Menurut Isnur, keberadaan pasal tersebut menunjukan ada konflik kepentingan dalam pembuatan Perpu. Ia menilai pemerintah seolah memagari diri sendiri agar tak bisa dipidana bila kelak terjadi penyelewengan dalam pelaksanaan Perpu itu. “Dalam konteks tata tertib, UU itu sangat diskriminatif. Sangat bertentangan dengan prinsip kepastian hukum,” ujar Isnur.
Peneliti Indonesia Corruption Watch Kurnia Ramadhana juga mengkritik Pasal 27 yang juga menyebutkan bahwa biaya yang telah dikeluarkan pemerintah atau KSSK dalam pelaksanaan kebijakan pendapatan negara tidak dapat dihitung sebagai kerugian negara. Sebab, anggaran yang dikeluarkan merupakan bagian dari biaya ekonomi untuk penyelematan perekonomian dari krisis.
Ia menilai keberadaan pasal itu akan mempersulit aparat hukum mengusut bila terjadi penyelewangan. “ICW jelas menolak konsep absolut pemerintah ketika menyebutkan KSSK tidak bisa dipidana dan juga penanganan Corona ketika ditemukan potensi korupsi tidak bisa dikategorikan dengan kerugian negara,” ujar dia.
-Peluru hampa anggota DPR
Anggota Komisi Hukum DPR dari Fraksi Partai Demokrat Benny Kabur Harman menilai pembuatan Perpu mengenai APBN tak diperbolehkan konstitusi. Menurut Benny, penerbitan Perpu itu menunjukan ketertiban hukum sudah tidak ada. “Negara masih eksis, tapi tertib hukumnya runtuh dan kalau runtuh maka jadilah negara berdasarkan fasisme,” kata dia 28 April 2020.
Politikus PDIP Masinton Pasaribu awalnya juga mengkritik penerbitan Perpu Covid-19. Pada 18 April 2020, ia menilai tidak ada kekosongan hukum yang menjadi syarat penerbitan perpu.

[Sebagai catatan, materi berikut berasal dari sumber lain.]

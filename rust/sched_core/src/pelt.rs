// Copyright (c) Meta Platforms, Inc. and affiliates.

// This software may be used and distributed according to the terms of the
// GNU General Public License version 2.

//! # Per-entity load tracking
//!
//! Each signal is a geometric series over 1024us periods with a decay
//! factor `y` chosen so that `y^32 == 0.5`:
//!
//! ```text
//!   sum = u_0 + u_1*y + u_2*y^2 + ...
//! ```
//!
//! where `u_i` is the fraction of period `i` (counting back from now) during
//! which the entity was runnable/running. The running sums saturate at
//! `LOAD_AVG_MAX` and the averages are the sums divided by the current
//! divider, so a fully busy entity converges on its weight (load) or on
//! `SCHED_CAPACITY_SCALE` (util).

use crate::prio::SCHED_CAPACITY_SCALE;
use crate::prio::SCHED_CAPACITY_SHIFT;
use crate::types::TimeNs;

pub const LOAD_AVG_PERIOD: u64 = 32;
pub const LOAD_AVG_MAX: u64 = 47742;
pub const PELT_MIN_DIVIDER: u64 = LOAD_AVG_MAX - 1024;
const UTIL_EST_WEIGHT_SHIFT: u32 = 2;
const UTIL_AVG_UNCHANGED: u32 = 1 << 31;

/// `2^32 * y^n` for n in 0..32.
const RUNNABLE_AVG_YN_INV: [u32; 32] = [
    0xffffffff, 0xfa83b2da, 0xf5257d14, 0xefe4b99a, 0xeac0c6e6, 0xe5b906e6, 0xe0ccdeeb,
    0xdbfbb796, 0xd744fcc9, 0xd2a81d91, 0xce248c14, 0xc9b9bd85, 0xc5672a10, 0xc12c4cc9,
    0xbd08a39e, 0xb8fbaf46, 0xb504f333, 0xb123f581, 0xad583ee9, 0xa9a15ab4, 0xa5fed6a9,
    0xa2704302, 0x9ef5325f, 0x9b8d39b9, 0x9837f050, 0x94f4efa8, 0x91c3d373, 0x8ea4398a,
    0x8b95c1e3, 0x88980e80, 0x85aac367, 0x82cd8698,
];

/// Running sums and averages of one PELT-tracked entity or runqueue.
#[derive(Debug, Clone, Copy, Default, PartialEq, Eq)]
pub struct SchedAvg {
    pub last_update_time: TimeNs,
    pub load_sum: u64,
    pub runnable_sum: u64,
    pub util_sum: u64,
    pub period_contrib: u64,
    pub load_avg: u64,
    pub runnable_avg: u64,
    pub util_avg: u64,
    pub util_est: UtilEst,
}

#[derive(Debug, Clone, Copy, Default, PartialEq, Eq)]
pub struct UtilEst {
    pub enqueued: u32,
    pub ewma: u32,
}

/// `val * y^n`.
pub fn decay_load(mut val: u64, n: u64) -> u64 {
    if n > LOAD_AVG_PERIOD * 63 {
        return 0;
    }
    let mut local_n = n;
    if local_n >= LOAD_AVG_PERIOD {
        val >>= local_n / LOAD_AVG_PERIOD;
        local_n %= LOAD_AVG_PERIOD;
    }
    ((val as u128 * RUNNABLE_AVG_YN_INV[local_n as usize] as u128) >> 32) as u64
}

/// Contribution of `periods` whole periods: the tail `d1` of the first,
/// the full periods in between and the head `d3` of the current one.
fn accumulate_pelt_segments(periods: u64, d1: u64, d3: u64) -> u64 {
    let c1 = decay_load(d1, periods);
    let c2 = LOAD_AVG_MAX - decay_load(LOAD_AVG_MAX, periods) - 1024;
    c1 + c2 + d3
}

fn accumulate_sum(mut delta: u64, sa: &mut SchedAvg, load: u64, runnable: u64, running: bool) -> u64 {
    let mut contrib = delta;
    delta += sa.period_contrib;
    let periods = delta / 1024;

    if periods != 0 {
        sa.load_sum = decay_load(sa.load_sum, periods);
        sa.runnable_sum = decay_load(sa.runnable_sum, periods);
        sa.util_sum = decay_load(sa.util_sum, periods);
        delta %= 1024;
        if load != 0 {
            contrib = accumulate_pelt_segments(periods, 1024 - sa.period_contrib, delta);
        }
    }
    sa.period_contrib = delta;

    if load != 0 {
        sa.load_sum += load * contrib;
    }
    if runnable != 0 {
        sa.runnable_sum += (runnable * contrib) << SCHED_CAPACITY_SHIFT;
    }
    if running {
        sa.util_sum += contrib << SCHED_CAPACITY_SHIFT;
    }
    periods
}

/// Advance the sums to `now`. Returns true when at least one period
/// boundary was crossed and the averages need recomputing.
pub fn update_load_sum(now: TimeNs, sa: &mut SchedAvg, load: u64, runnable: u64, running: bool) -> bool {
    let delta = now.wrapping_sub(sa.last_update_time);
    if (delta as i64) < 0 {
        sa.last_update_time = now;
        return false;
    }
    let delta = delta >> 10;
    if delta == 0 {
        return false;
    }
    sa.last_update_time += delta << 10;

    let (runnable, running) = if load == 0 { (0, false) } else { (runnable, running) };
    accumulate_sum(delta, sa, load, runnable, running) != 0
}

pub fn pelt_divider(sa: &SchedAvg) -> u64 {
    PELT_MIN_DIVIDER + sa.period_contrib
}

pub fn update_load_avg(sa: &mut SchedAvg, load: u64) {
    let divider = pelt_divider(sa);
    sa.load_avg = (load as u128 * sa.load_sum as u128 / divider as u128) as u64;
    sa.runnable_avg = sa.runnable_sum / divider;
    sa.util_avg = sa.util_sum / divider;
}

/// Update a task or group entity. `weight` is the entity's load weight;
/// `runnable` is 1 for a task or the hierarchical runnable count for a
/// group.
pub fn update_entity(now: TimeNs, sa: &mut SchedAvg, on_rq: bool, runnable: u64, running: bool, weight: u64) -> bool {
    if update_load_sum(now, sa, on_rq as u64, runnable, running) {
        update_load_avg(sa, weight);
        sa.util_est.enqueued &= !UTIL_AVG_UNCHANGED;
        return true;
    }
    false
}

/// Update an aggregate (fair runqueue) whose load is already weighted.
pub fn update_aggregate(now: TimeNs, sa: &mut SchedAvg, weight: u64, nr_running: u64, running: bool) -> bool {
    if update_load_sum(now, sa, weight, nr_running, running) {
        update_load_avg(sa, 1);
        return true;
    }
    false
}

/// Update a per-rq class signal (rt, dl, irq) where load, runnable and
/// running collapse to one boolean.
pub fn update_class_signal(now: TimeNs, sa: &mut SchedAvg, running: bool) -> bool {
    let r = running as u64;
    if update_load_sum(now, sa, r, r, running) {
        update_load_avg(sa, 1);
        return true;
    }
    false
}

/// Seed a new task entity so it does not start cold.
pub fn init_entity_runnable_average(sa: &mut SchedAvg, weight: u64) {
    *sa = SchedAvg::default();
    sa.load_avg = weight;
    sa.load_sum = pelt_divider(sa);
}

/// Give a forked task a util estimate of half the spare capacity share
/// of its runqueue.
pub fn post_init_entity_util_avg(sa: &mut SchedAvg, weight: u64, cfs_util_avg: u64, cfs_load_avg: u64, cpu_capacity: u64) {
    let cap = cpu_capacity.saturating_sub(cfs_util_avg) / 2;
    if cap > 0 {
        if cfs_util_avg != 0 {
            sa.util_avg = cfs_util_avg * weight / (cfs_load_avg + 1);
            if sa.util_avg > cap {
                sa.util_avg = cap;
            }
        } else {
            sa.util_avg = cap;
        }
    }
    sa.runnable_avg = sa.util_avg;
    let divider = pelt_divider(sa);
    sa.util_sum = sa.util_avg * divider;
    sa.runnable_sum = sa.runnable_avg * divider;
}

/// Decayed average of this task's util at dequeue time; the larger of the
/// ewma and the last enqueued value.
pub fn task_util_est(sa: &SchedAvg) -> u64 {
    let ue = sa.util_est;
    (ue.ewma.max(ue.enqueued & !UTIL_AVG_UNCHANGED)) as u64
}

pub fn task_util(sa: &SchedAvg) -> u64 {
    sa.util_avg
}

/// Estimate used for placement and frequency selection.
pub fn task_util_estimated(sa: &SchedAvg, use_est: bool) -> u64 {
    if use_est {
        task_util(sa).max(task_util_est(sa))
    } else {
        task_util(sa)
    }
}

/// Fold a completed activation into the util estimate.
pub fn util_est_update(sa: &mut SchedAvg) {
    let mut ue = sa.util_est;
    if ue.enqueued & UTIL_AVG_UNCHANGED != 0 {
        return;
    }
    let util = sa.util_avg.min(SCHED_CAPACITY_SCALE) as u32;
    ue.enqueued = util;
    if ue.ewma < util {
        ue.ewma = util;
    } else {
        let last_ewma_diff = ue.ewma as i64 - util as i64;
        // skip updates within 1% of capacity
        if last_ewma_diff < (SCHED_CAPACITY_SCALE / 100) as i64 {
            sa.util_est = UtilEst {
                enqueued: ue.enqueued | UTIL_AVG_UNCHANGED,
                ewma: ue.ewma,
            };
            return;
        }
        let ewma = (ue.ewma as i64) << UTIL_EST_WEIGHT_SHIFT;
        let ewma = ewma - last_ewma_diff;
        ue.ewma = (ewma >> UTIL_EST_WEIGHT_SHIFT) as u32;
    }
    ue.enqueued |= UTIL_AVG_UNCHANGED;
    sa.util_est = ue;
}

/// Subtract with clamp at zero.
pub fn sub_positive(v: &mut u64, dec: u64) {
    *v = v.saturating_sub(dec);
}

/// Add a signed delta with clamp at zero.
pub fn add_positive(v: &mut u64, delta: i64) {
    if delta < 0 {
        sub_positive(v, delta.unsigned_abs());
    } else {
        *v += delta as u64;
    }
}

/// Remove an entity of load weight `weight` from an aggregate avg.
pub fn detach_avg(agg: &mut SchedAvg, se: &SchedAvg, weight: u64) {
    sub_positive(&mut agg.load_avg, se.load_avg);
    sub_positive(&mut agg.util_avg, se.util_avg);
    sub_positive(&mut agg.runnable_avg, se.runnable_avg);
    sub_positive(&mut agg.load_sum, se.load_sum * weight.max(1));
    sub_positive(&mut agg.util_sum, se.util_sum);
    sub_positive(&mut agg.runnable_sum, se.runnable_sum);
    // Keep sums consistent with the averages after rounding losses.
    agg.load_sum = agg.load_sum.max(agg.load_avg * PELT_MIN_DIVIDER);
    agg.util_sum = agg.util_sum.max(agg.util_avg * PELT_MIN_DIVIDER);
    agg.runnable_sum = agg.runnable_sum.max(agg.runnable_avg * PELT_MIN_DIVIDER);
}

/// Add an entity to an aggregate avg, aligning its period to the
/// aggregate's so both decay in lockstep.
pub fn attach_avg(agg: &mut SchedAvg, se: &mut SchedAvg, weight: u64) {
    let divider = pelt_divider(agg);
    se.last_update_time = agg.last_update_time;
    se.period_contrib = agg.period_contrib;
    se.util_sum = se.util_avg * divider;
    se.runnable_sum = se.runnable_avg * divider;
    se.load_sum = if weight == 0 {
        0
    } else {
        se.load_avg * divider / weight
    };
    agg.load_avg += se.load_avg;
    agg.load_sum += se.load_sum * weight.max(1);
    agg.util_avg += se.util_avg;
    agg.util_sum += se.util_sum;
    agg.runnable_avg += se.runnable_avg;
    agg.runnable_sum += se.runnable_sum;
}

#[cfg(test)]
mod tests {
    use super::*;

    #[test]
    fn half_life_is_32_periods() {
        let v = decay_load(1 << 20, 32);
        assert!((v as i64 - (1 << 19)).abs() <= 1, "{v}");
        assert_eq!(decay_load(1000, 0), 999);
        assert_eq!(decay_load(u64::MAX, 32 * 64), 0);
    }

    #[test]
    fn busy_entity_converges_to_weight() {
        let mut sa = SchedAvg::default();
        let mut now = 0;
        for _ in 0..1000 {
            now += 1_000_000;
            update_entity(now, &mut sa, true, 1, true, 1024);
        }
        assert!(sa.load_avg > 1000 && sa.load_avg <= 1024, "{}", sa.load_avg);
        assert!(sa.util_avg > 1000 && sa.util_avg <= SCHED_CAPACITY_SCALE, "{}", sa.util_avg);
    }

    #[test]
    fn idle_entity_decays() {
        let mut sa = SchedAvg::default();
        let mut now = 0;
        for _ in 0..500 {
            now += 1_000_000;
            update_entity(now, &mut sa, true, 1, true, 1024);
        }
        let busy = sa.util_avg;
        now += 32 * 1024 * 1024;
        update_entity(now, &mut sa, false, 0, false, 1024);
        assert!(sa.util_avg <= busy / 2 + 8, "{} vs {}", sa.util_avg, busy);
    }

    #[test]
    fn sub_period_updates_are_deferred() {
        let mut sa = SchedAvg::default();
        assert!(!update_entity(500, &mut sa, true, 1, true, 1024));
        assert_eq!(sa.last_update_time, 0);
    }

    #[test]
    fn half_busy_util() {
        let mut sa = SchedAvg::default();
        let mut now = 0;
        for i in 0..2000 {
            now += 1024 * 1024;
            let running = i % 2 == 0;
            update_entity(now, &mut sa, running, running as u64, running, 1024);
        }
        assert!((400..=624).contains(&sa.util_avg), "{}", sa.util_avg);
    }

    #[test]
    fn util_est_tracks_peak() {
        let mut sa = SchedAvg::default();
        sa.util_avg = 600;
        util_est_update(&mut sa);
        assert_eq!(task_util_est(&sa), 600);
        sa.util_avg = 100;
        assert_eq!(task_util_estimated(&sa, true), 600);
    }
}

Selain itu, ia menilai ada penumpang gelap yang memanfaatkan Covid-19 untuk kepentingannya.
Politikus PKS, Nasir Djamil menyebut Perpu Covid-19 sudah didomplengi kepentingan pihak yang ingin cari untung di tengah wabah. Salah satu yang ia sorot mengenai penunjukan langsung dalam proyek pemerintah tanpa tender.